The first half of the book is undoubtably the strongest. Zimmer’s exploration of these working class communities in a country where socialism supposedly “never happened” (according to the likes of Werner Sombart) gives the reader an insightful gaze into what militant working class communities dedicated to anarchist ideals looked like in the US during the first half of the 20th century. He also explores the roles that ethnic solidarities played in these communities, most specifically in Paterson and the Lower East Side. Zimmer points out that the kind of ethnic balkanization that marked the US anarchist (and broader labor movement) movement was not a matter of choice, but was imposed by the conditions workers found themselves in. In a situation where immigrant workers lived in close quarters (typically to be walking distance from their jobs) and spoke the same language while suffering discrimination in a xenophobic society, immigrant workers would develop a dual form of solidarity – one ethnic and one based on class.

This is exemplified by the entire culture of Yiddish speaking Jewish anarchists, a culture partially constructed by intelligentsia immigrant radicals who in the homeland saw Yiddish as primitive peasant talk. Yet to reach out to workers in Jewish communities one had to know Yiddish, causing these radial intelligentsia to embrace Yiddish in response and publish newspaper in that language. Yiddish anarchists were also bonded by a common experience of diaspora from pogroms in Eastern Europe, further creating a form of ethnic solidarity that went beyond a common language.

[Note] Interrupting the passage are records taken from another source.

//! Build identifier reporting.
//!
//! The version is an injected value rather than something looked up at
//! call time: embedders pass the string they want reported, and the
//! crate's own package version is only the default.

use std::env::consts::{ARCH, OS};
use std::fmt;

/// Product token used in the user-agent string.
pub const PRODUCT: &str = "bearer-inspect";

/// Reported when no real release version is available.
pub const DEV_VERSION: &str = "dev";

/// A build identifier that is either a release version or `dev`.
#[derive(Debug, Clone, PartialEq, Eq)]
pub struct Version(String);

impl Version {
    /// Keep `candidate` if it names a real release, otherwise report `dev`.
    pub fn new(candidate: impl Into<String>) -> Self {
        let candidate = candidate.into();
        if is_real_version(&candidate) {
            Self(candidate)
        } else {
            Self(DEV_VERSION.to_string())
        }
    }

    /// The version string.
    pub fn as_str(&self) -> &str {
        &self.0
    }
}

impl Default for Version {
    fn default() -> Self {
        Self::new(env!("CARGO_PKG_VERSION"))
    }
}

impl fmt::Display for Version {
    fn fmt(&self, f: &mut fmt::Formatter<'_>) -> fmt::Result {
        f.write_str(&self.0)
    }
}

/// Whether `version` is a release version rather than a development or
/// placeholder build.
pub fn is_real_version(version: &str) -> bool {
    let bare = version.strip_prefix('v').unwrap_or(version);
    !(version.is_empty() || version == "(devel)" || bare.starts_with("0.0.0-"))
}

/// User-agent string sent by the connection layer.
pub fn user_agent(version: &Version) -> String {
    format!("{PRODUCT}/{version} ({OS}/{ARCH})")
}
//! JSON output for terminal and machine consumption.

use anyhow::Result;
use serde::Serialize;

/// Print a value as pretty-printed JSON with 2-space indentation.
pub fn print_json<T: Serialize + ?Sized>(value: &T) -> Result<()> {
    println!("{}", serde_json::to_string_pretty(value)?);
    Ok(())
}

Zimmer is also quick to point out that anarchist ideology was one which espoused a world without borders held together by a cosmopolitan brotherhood of man. Yet this ideal was not counter to ethnic and even national forms of solidarity and communalism for all anarchists, as Bakunin’s writings distinguish between a nation which is a natural collectivity of “a people”, and the state which is a centralized institution imposed on “a people” to form a false collectivity. Zimmer is fairly uncritical of Bakunin’s views regarding nationalism which in many ways aim to reconcile anti-statism and nationalism by positing an “organic nation” against an “inorganic state”. He quotes Bakunin in the introduction saying “the spontaneous and free union of the living forces of a nation has nothing in common with their artificial concentration at once mechanistic and forced in the political centralization of the unitary state.” This reveals that Bakunin’s fondness for decentralization and federalism can largely be seen as a way to leave a door open for nationalism within his ideal future society. Further, Bakunin prefigures reactionary integralist nationalism by positing a transhistoric “people” that exist beyond the institutional state. Lacking a critique of Bakunin’s weaknesses regarding nationalism is a major blindspot, as one of the major weaknesses of the workers movement in the 20th Century was a strategy of taking the path of least resistance with regards to nationalism. Anarchist ideology, as much as it proclaimed cosmopolitan and internationalist ideals, did not fully preclude that solidarities produced by national or ethnic ties were inherently in conflict to their vision.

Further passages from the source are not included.